PROBLEM REQUIREMENTS
Everything in the listing must be repeated word for word.

=== Begin Enclosure ===

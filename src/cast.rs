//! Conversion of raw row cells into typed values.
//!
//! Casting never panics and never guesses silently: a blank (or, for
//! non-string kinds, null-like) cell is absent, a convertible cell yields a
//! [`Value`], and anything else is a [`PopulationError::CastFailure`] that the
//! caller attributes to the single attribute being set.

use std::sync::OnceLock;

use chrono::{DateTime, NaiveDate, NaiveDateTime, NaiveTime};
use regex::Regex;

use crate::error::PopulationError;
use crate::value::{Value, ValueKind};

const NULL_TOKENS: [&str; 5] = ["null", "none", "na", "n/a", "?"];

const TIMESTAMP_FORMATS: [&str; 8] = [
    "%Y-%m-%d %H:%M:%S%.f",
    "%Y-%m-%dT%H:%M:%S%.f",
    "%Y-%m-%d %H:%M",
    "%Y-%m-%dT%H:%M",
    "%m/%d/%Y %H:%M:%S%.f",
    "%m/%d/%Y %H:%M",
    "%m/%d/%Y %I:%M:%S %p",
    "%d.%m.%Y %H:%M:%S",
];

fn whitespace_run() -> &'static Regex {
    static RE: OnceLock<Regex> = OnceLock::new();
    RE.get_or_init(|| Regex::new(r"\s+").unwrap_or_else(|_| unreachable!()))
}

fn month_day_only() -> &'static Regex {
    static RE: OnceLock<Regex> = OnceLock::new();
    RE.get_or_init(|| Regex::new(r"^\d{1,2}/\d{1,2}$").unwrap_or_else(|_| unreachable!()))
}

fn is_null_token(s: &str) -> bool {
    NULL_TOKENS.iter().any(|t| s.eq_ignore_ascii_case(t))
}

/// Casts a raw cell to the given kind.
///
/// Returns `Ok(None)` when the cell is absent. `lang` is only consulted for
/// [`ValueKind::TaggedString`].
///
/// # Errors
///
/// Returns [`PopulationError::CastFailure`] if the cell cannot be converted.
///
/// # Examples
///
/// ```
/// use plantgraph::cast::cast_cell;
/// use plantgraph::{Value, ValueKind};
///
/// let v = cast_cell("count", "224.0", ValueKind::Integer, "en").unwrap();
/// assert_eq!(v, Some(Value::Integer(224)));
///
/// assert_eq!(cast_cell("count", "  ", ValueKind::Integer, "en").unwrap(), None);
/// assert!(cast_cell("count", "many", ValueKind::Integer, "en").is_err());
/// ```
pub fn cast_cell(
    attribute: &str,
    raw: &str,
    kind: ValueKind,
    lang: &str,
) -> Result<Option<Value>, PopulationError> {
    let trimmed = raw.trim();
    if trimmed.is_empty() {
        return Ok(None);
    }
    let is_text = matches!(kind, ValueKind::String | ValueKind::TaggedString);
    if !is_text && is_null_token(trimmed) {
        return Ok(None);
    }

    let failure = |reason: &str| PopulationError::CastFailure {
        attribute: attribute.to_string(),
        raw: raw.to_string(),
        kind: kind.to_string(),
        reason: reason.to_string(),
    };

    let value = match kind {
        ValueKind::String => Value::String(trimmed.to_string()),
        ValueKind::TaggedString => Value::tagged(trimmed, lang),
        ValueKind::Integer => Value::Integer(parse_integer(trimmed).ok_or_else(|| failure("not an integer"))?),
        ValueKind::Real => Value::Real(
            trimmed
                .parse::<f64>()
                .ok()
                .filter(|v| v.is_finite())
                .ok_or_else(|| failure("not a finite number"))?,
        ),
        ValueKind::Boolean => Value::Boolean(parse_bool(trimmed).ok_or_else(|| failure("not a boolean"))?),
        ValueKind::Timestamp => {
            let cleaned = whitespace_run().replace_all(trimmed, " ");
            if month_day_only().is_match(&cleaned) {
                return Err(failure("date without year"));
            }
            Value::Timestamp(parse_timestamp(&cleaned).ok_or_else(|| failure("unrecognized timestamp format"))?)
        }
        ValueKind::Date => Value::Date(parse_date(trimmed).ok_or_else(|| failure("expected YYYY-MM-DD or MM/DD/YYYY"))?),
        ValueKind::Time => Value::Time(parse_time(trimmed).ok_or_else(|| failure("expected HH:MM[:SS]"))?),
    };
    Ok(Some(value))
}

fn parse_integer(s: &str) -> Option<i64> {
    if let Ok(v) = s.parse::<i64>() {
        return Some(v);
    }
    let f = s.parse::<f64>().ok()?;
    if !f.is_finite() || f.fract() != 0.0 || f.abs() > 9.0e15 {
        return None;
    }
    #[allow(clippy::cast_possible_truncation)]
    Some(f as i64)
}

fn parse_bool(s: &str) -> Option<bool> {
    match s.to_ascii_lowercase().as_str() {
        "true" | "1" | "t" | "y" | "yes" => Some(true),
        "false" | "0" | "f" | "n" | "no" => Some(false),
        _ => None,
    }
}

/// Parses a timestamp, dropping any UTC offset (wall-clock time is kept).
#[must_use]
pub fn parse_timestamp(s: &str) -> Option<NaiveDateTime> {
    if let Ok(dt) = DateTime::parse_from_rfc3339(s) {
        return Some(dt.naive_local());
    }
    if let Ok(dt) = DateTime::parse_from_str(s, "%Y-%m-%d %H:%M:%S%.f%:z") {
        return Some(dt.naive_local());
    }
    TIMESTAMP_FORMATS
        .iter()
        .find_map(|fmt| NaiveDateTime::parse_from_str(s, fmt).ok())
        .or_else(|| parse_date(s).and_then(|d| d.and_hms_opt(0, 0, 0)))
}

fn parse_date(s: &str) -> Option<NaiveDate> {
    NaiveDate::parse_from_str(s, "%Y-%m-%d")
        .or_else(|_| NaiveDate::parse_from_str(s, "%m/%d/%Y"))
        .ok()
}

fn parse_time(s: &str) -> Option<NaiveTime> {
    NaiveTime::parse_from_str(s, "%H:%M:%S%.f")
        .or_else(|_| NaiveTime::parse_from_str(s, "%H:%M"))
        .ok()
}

=== End Enclosure ===

YOUR RESPONSE
filename src/cast.rs
//! Conversion of raw row cells into typed values.
//!
//! Casting never panics and never guesses silently: a blank (or, for
//! non-string kinds, null-like) cell is absent, a convertible cell yields a
//! [`Value`], and anything else is a [`PopulationError::CastFailure`] that the
//! caller attributes to the single attribute being set.

use std::sync::OnceLock;

use chrono::{DateTime, NaiveDate, NaiveDateTime, NaiveTime};
use regex::Regex;

use crate::error::PopulationError;
use crate::value::{Value, ValueKind};

const NULL_TOKENS: [&str; 5] = ["null", "none", "na", "n/a", "?"];

const TIMESTAMP_FORMATS: [&str; 8] = [
    "%Y-%m-%d %H:%M:%S%.f",
    "%Y-%m-%dT%H:%M:%S%.f",
    "%Y-%m-%d %H:%M",
    "%Y-%m-%dT%H:%M",
    "%m/%d/%Y %H:%M:%S%.f",
    "%m/%d/%Y %H:%M",
    "%m/%d/%Y %I:%M:%S %p",
    "%d.%m.%Y %H:%M:%S",
];

fn whitespace_run() -> &'static Regex {
    static RE: OnceLock<Regex> = OnceLock::new();
    RE.get_or_init(|| Regex::new(r"\s+").unwrap_or_else(|_| unreachable!()))
}

fn month_day_only() -> &'static Regex {
    static RE: OnceLock<Regex> = OnceLock::new();
    RE.get_or_init(|| Regex::new(r"^\d{1,2}/\d{1,2}$").unwrap_or_else(|_| unreachable!()))
}

fn is_null_token(s: &str) -> bool {
    NULL_TOKENS.iter().any(|t| s.eq_ignore_ascii_case(t))
}

/// Casts a raw cell to the given kind.
///
/// Returns `Ok(None)` when the cell is absent. `lang` is only consulted for
/// [`ValueKind::TaggedString`].
///
/// # Errors
///
/// Returns [`PopulationError::CastFailure`] if the cell cannot be converted.
///
/// # Examples
///
/// ```
/// use plantgraph::cast::cast_cell;
/// use plantgraph::{Value, ValueKind};
///
/// let v = cast_cell("count", "224.0", ValueKind::Integer, "en").unwrap();
/// assert_eq!(v, Some(Value::Integer(224)));
///
/// assert_eq!(cast_cell("count", "  ", ValueKind::Integer, "en").unwrap(), None);
/// assert!(cast_cell("count", "many", ValueKind::Integer, "en").is_err());
/// ```
pub fn cast_cell(
    attribute: &str,
    raw: &str,
    kind: ValueKind,
    lang: &str,
) -> Result<Option<Value>, PopulationError> {
    let trimmed = raw.trim();
    if trimmed.is_empty() {
        return Ok(None);
    }
    let is_text = matches!(kind, ValueKind::String | ValueKind::TaggedString);
    if !is_text && is_null_token(trimmed) {
        return Ok(None);
    }

    let failure = |reason: &str| PopulationError::CastFailure {
        attribute: attribute.to_string(),
        raw: raw.to_string(),
        kind: kind.to_string(),
        reason: reason.to_string(),
    };

    let value = match kind {
        ValueKind::String => Value::String(trimmed.to_string()),
        ValueKind::TaggedString => Value::tagged(trimmed, lang),
        ValueKind::Integer => Value::Integer(parse_integer(trimmed).ok_or_else(|| failure("not an integer"))?),
        ValueKind::Real => Value::Real(
            trimmed
                .parse::<f64>()
                .ok()
                .filter(|v| v.is_finite())
                .ok_or_else(|| failure("not a finite number"))?,
        ),
        ValueKind::Boolean => Value::Boolean(parse_bool(trimmed).ok_or_else(|| failure("not a boolean"))?),
        ValueKind::Timestamp => {
            let cleaned = whitespace_run().replace_all(trimmed, " ");
            if month_day_only().is_match(&cleaned) {
                return Err(failure("date without year"));
            }
            Value::Timestamp(parse_timestamp(&cleaned).ok_or_else(|| failure("unrecognized timestamp format"))?)
        }
        ValueKind::Date => Value::Date(parse_date(trimmed).ok_or_else(|| failure("expected YYYY-MM-DD or MM/DD/YYYY"))?),
        ValueKind::Time => Value::Time(parse_time(trimmed).ok_or_else(|| failure("expected HH:MM[:SS]"))?),
    };
    Ok(Some(value))
}

fn parse_integer(s: &str) -> Option<i64> {
    if let Ok(v) = s.parse::<i64>() {
        return Some(v);
    }
    let f = s.parse::<f64>().ok()?;
    if !f.is_finite() || f.fract() != 0.0 || f.abs() > 9.0e15 {
        return None;
    }
    #[allow(clippy::cast_possible_truncation)]
    Some(f as i64)
}

fn parse_bool(s: &str) -> Option<bool> {
    match s.to_ascii_lowercase().as_str() {
        "true" | "1" | "t" | "y" | "yes" => Some(true),
        "false" | "0" | "f" | "n" | "no" => Some(false),
        _ => None,
    }
}

/// Parses a timestamp, dropping any UTC offset (wall-clock time is kept).
#[must_use]
pub fn parse_timestamp(s: &str) -> Option<NaiveDateTime> {
    if let Ok(dt) = DateTime::parse_from_rfc3339(s) {
        return Some(dt.naive_local());
    }
    if let Ok(dt) = DateTime::parse_from_str(s, "%Y-%m-%d %H:%M:%S%.f%:z") {
        return Some(dt.naive_local());
    }
    TIMESTAMP_FORMATS
        .iter()
        .find_map(|fmt| NaiveDateTime::parse_from_str(s, fmt).ok())
        .or_else(|| parse_date(s).and_then(|d| d.and_hms_opt(0, 0, 0)))
}

fn parse_date(s: &str) -> Option<NaiveDate> {
    NaiveDate::parse_from_str(s, "%Y-%m-%d")
        .or_else(|_| NaiveDate::parse_from_str(s, "%m/%d/%Y"))
        .ok()
}

fn parse_time(s: &str) -> Option<NaiveTime> {
    NaiveTime::parse_from_str(s, "%H:%M:%S%.f")
        .or_else(|_| NaiveTime::parse_from_str(s, "%H:%M"))
        .ok()
}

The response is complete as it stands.